The details are not the details. They make the design. ~Charles Eames
One of the early examples of microinteractions that Dan Saffer shares is that of a signup box. I particularly relate to this interaction as being significant because of a personal pet peeve around signups, which is when there is not a "smart keyboard" matching the text field in the form. I'm not certain the technical term of this, but here's what I mean:
You're using a smart phone, and come to a website that gives you a signup box for a newsletter. The site is (hopefully) mobile-optimized or at least designed responsively, so you are at least seeing a reasonably-sized signup box. The first box requests a name, which is easy enough to complete with a standard keyboard. Then you hit next, and find a box asking for your email address. But there is no "@" symbol on the virtual keyboard.
I've encountered this many, many times, and each time I remark to my front-end developer partner that "smart keyboards" should just be a thing. Always. He agrees, and I proceed to enter my email, switching between keyboards as needed to complete is successfully, and we move on.
From here, Saffer goes on to discuss a variety of microinteractions and their impact on the ways we encounter technology, and by extension, life. The core of the book is the microinteraction module, a series of actions involved in creating, designing, and understanding the importance of microinteractions. He finishes the book by showing us how to put all the components of the module together and testing the microinteractions. Like I said, it's a pretty quick read.
But being a quick read does not detract from the value and importance of the work. I've read through this book three times now, each time learning new things and ideas to implement in my user experience design. I find myself paying better attention to the moments that seem insignificant and how I feel after using a microinteraction. Does it work for me? Could I improve on it? How does my work relate to this interaction, and how can I aim for the best user experience?
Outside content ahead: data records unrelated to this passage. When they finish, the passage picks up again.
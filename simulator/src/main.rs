//! Pulse Sensor Simulator for Desktop.
//!
//! Runs the same detector and reporter as the firmware against a scripted
//! synthetic PPG signal. A sampler thread ticks a shared detector every 2 ms
//! while the main thread polls it every 20 ms and prints the serial report to
//! stdout. Log lines go to stderr so stdout stays a clean serial stream.
//!
//! # Usage
//!
//! ```bash
//! cargo run -p pulse-simulator                # Processing protocol, real time
//! cargo run -p pulse-simulator -- --visual    # ASCII bar graph
//! cargo run -p pulse-simulator -- --signal    # also stream S{signal} lines
//! cargo run -p pulse-simulator -- --fast      # no sleeping, lockstep ticks
//! ```

// Crate-level lints
#![allow(clippy::cast_possible_truncation)]
#![allow(clippy::cast_precision_loss)]
#![allow(clippy::cast_possible_wrap)]
#![allow(clippy::cast_sign_loss)]

mod script;
mod stats;
mod timing;

use std::io::{self, Write as _};
use std::thread;
use std::time::Instant;

use embassy_sync::blocking_mutex::raw::CriticalSectionRawMutex;
use pulse_common::config::{SILENCE_TIMEOUT_MS, TICK_MS};
use pulse_common::{OutputMode, Reporter, ReporterConfig, SharedDetector, TickOutcome};

use crate::script::Script;
use crate::stats::SessionStats;
use crate::timing::{REPORT_PERIOD, SAMPLE_PERIOD, TICKS_PER_REPORT};

/// Detector shared between the sampler thread and the reporter loop.
static DETECTOR: SharedDetector<CriticalSectionRawMutex> = SharedDetector::new();

/// Capacity of the per-poll output buffer (same as the firmware).
const REPORT_LINE_CAPACITY: usize = 96;

// =============================================================================
// Command Line
// =============================================================================

/// Simulator options.
#[derive(Clone, Copy, Debug, Default)]
struct Options {
    reporter: ReporterConfig,
    /// Run as fast as possible instead of in real time.
    fast: bool,
}

impl Options {
    /// Parse command line flags. Unknown flags are an error.
    fn from_args(args: impl IntoIterator<Item = String>) -> Result<Self, String> {
        let mut options = Self::default();
        for arg in args {
            match arg.as_str() {
                "--visual" => options.reporter.mode = OutputMode::Visual,
                "--signal" => options.reporter.stream_signal = true,
                "--fast" => options.fast = true,
                other => return Err(format!("unknown argument: {other}")),
            }
        }
        Ok(options)
    }
}

const USAGE: &str = "usage: simulator [--visual] [--signal] [--fast]";

// =============================================================================
// Sampler / Reporter
// =============================================================================

/// Feed one scripted sample to the shared detector. Returns `None` once the
/// script has ended.
fn sample_tick(
    script: &Script,
    tick: u32,
) -> Option<TickOutcome> {
    let t_ms = tick * TICK_MS;
    let raw = script.sample_at(t_ms)?;
    let outcome = DETECTOR.tick(raw);

    if outcome.signal_lost {
        eprintln!("[sampler] {t_ms:>6} ms: no beat for {SILENCE_TIMEOUT_MS} ms, detector reset");
    }
    if outcome.bootstrap {
        eprintln!("[sampler] {t_ms:>6} ms: first beat, waiting for the next to seed the rate");
    }
    if let Some((start, segment)) = script.segment_at(t_ms)
        && start == t_ms
    {
        eprintln!("[sampler] {t_ms:>6} ms: {}", segment.describe());
    }
    Some(outcome)
}

/// One reporter poll written to stdout.
fn report(
    reporter: &mut Reporter,
    stats: &mut SessionStats,
) -> io::Result<()> {
    let mut line: heapless::String<REPORT_LINE_CAPACITY> = heapless::String::new();
    let mut source = &DETECTOR;
    let beat = match reporter.poll(&mut source, &mut line) {
        Ok(beat) => beat,
        Err(_) => {
            eprintln!("[reporter] report buffer overflow, poll dropped");
            return Ok(());
        }
    };
    if let Some(beat) = beat {
        stats.record_beat(&beat);
    }

    let mut stdout = io::stdout().lock();
    stdout.write_all(line.as_bytes())?;
    stdout.flush()
}

/// Real time: sampler thread on a 2 ms schedule, reporter on this thread.
fn run_realtime(
    script: Script,
    reporter: &mut Reporter,
    stats: &mut SessionStats,
) -> io::Result<()> {
    let sampler = thread::spawn(move || {
        let mut sampler_stats = SessionStats::new();
        let start = Instant::now();
        for tick in 1.. {
            // Sleep to an absolute deadline so late wakeups do not accumulate
            let deadline = start + SAMPLE_PERIOD * tick;
            if let Some(remaining) = deadline.checked_duration_since(Instant::now()) {
                thread::sleep(remaining);
            }
            match sample_tick(&script, tick) {
                Some(outcome) => sampler_stats.record_tick(&outcome),
                None => break,
            }
        }
        sampler_stats
    });

    while !sampler.is_finished() {
        let poll_start = Instant::now();
        report(reporter, stats)?;
        if let Some(remaining) = REPORT_PERIOD.checked_sub(poll_start.elapsed()) {
            thread::sleep(remaining);
        }
    }
    // Last beat of the script
    report(reporter, stats)?;

    match sampler.join() {
        Ok(sampler_stats) => stats.merge_sampler(&sampler_stats),
        Err(_) => eprintln!("[sampler] thread panicked"),
    }
    Ok(())
}

/// Fast: ten ticks, one poll, repeated on this thread without sleeping.
fn run_fast(
    script: Script,
    reporter: &mut Reporter,
    stats: &mut SessionStats,
) -> io::Result<()> {
    let mut sampler_stats = SessionStats::new();
    let mut tick = 1u32;
    'session: loop {
        for _ in 0..TICKS_PER_REPORT {
            match sample_tick(&script, tick) {
                Some(outcome) => sampler_stats.record_tick(&outcome),
                None => break 'session,
            }
            tick += 1;
        }
        report(reporter, stats)?;
    }
    report(reporter, stats)?;
    stats.merge_sampler(&sampler_stats);
    Ok(())
}

fn main() {
    let options = match Options::from_args(std::env::args().skip(1)) {
        Ok(options) => options,
        Err(e) => {
            eprintln!("{e}\n{USAGE}");
            std::process::exit(2);
        }
    };

    let script = Script::default_session();
    eprintln!(
        "[simulator] {:?} output, {} s session{}",
        options.reporter.mode,
        script.duration_ms() / 1000,
        if options.fast { " (fast)" } else { "" }
    );
    if let Some(first) = script.segments().first() {
        eprintln!("[sampler]      0 ms: {}", first.describe());
    }

    let mut reporter = Reporter::new(options.reporter);
    let mut stats = SessionStats::new();

    let result = if options.fast {
        run_fast(script, &mut reporter, &mut stats)
    } else {
        run_realtime(script, &mut reporter, &mut stats)
    };

    // Broken pipe (e.g. `| head`) ends the session quietly
    if let Err(e) = result
        && e.kind() != io::ErrorKind::BrokenPipe
    {
        eprintln!("[simulator] stdout error: {e}");
        std::process::exit(1);
    }

    eprintln!("[simulator] {stats}");
}

// =============================================================================
// Unit Tests
// =============================================================================

#[cfg(test)]
mod tests {
    use super::*;

    fn args(list: &[&str]) -> Vec<String> { list.iter().map(|s| (*s).to_owned()).collect() }

    #[test]
    fn test_default_options() {
        let options = Options::from_args(args(&[])).unwrap();
        assert_eq!(options.reporter, ReporterConfig::PROCESSING);
        assert!(!options.fast);
    }

    #[test]
    fn test_flags() {
        let options = Options::from_args(args(&["--visual", "--fast", "--signal"])).unwrap();
        assert_eq!(options.reporter.mode, OutputMode::Visual);
        assert!(options.reporter.stream_signal);
        assert!(options.fast);
    }

    #[test]
    fn test_unknown_flag() {
        assert!(Options::from_args(args(&["--loud"])).is_err());
    }
}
I feel lucky that I read this book so early in my UX design learning, because it has given a great appreciation for the work that UX designers do to create a human-computer interaction that is meaningful and adds value to my life. I can understand more clearly why designers and engineers make the choices they do, and make my own choices with more information and value to them. I can't wait to learn more about microinteractions and to have conversations about their meaning and how to design them as I continue learning user experience design and interaction.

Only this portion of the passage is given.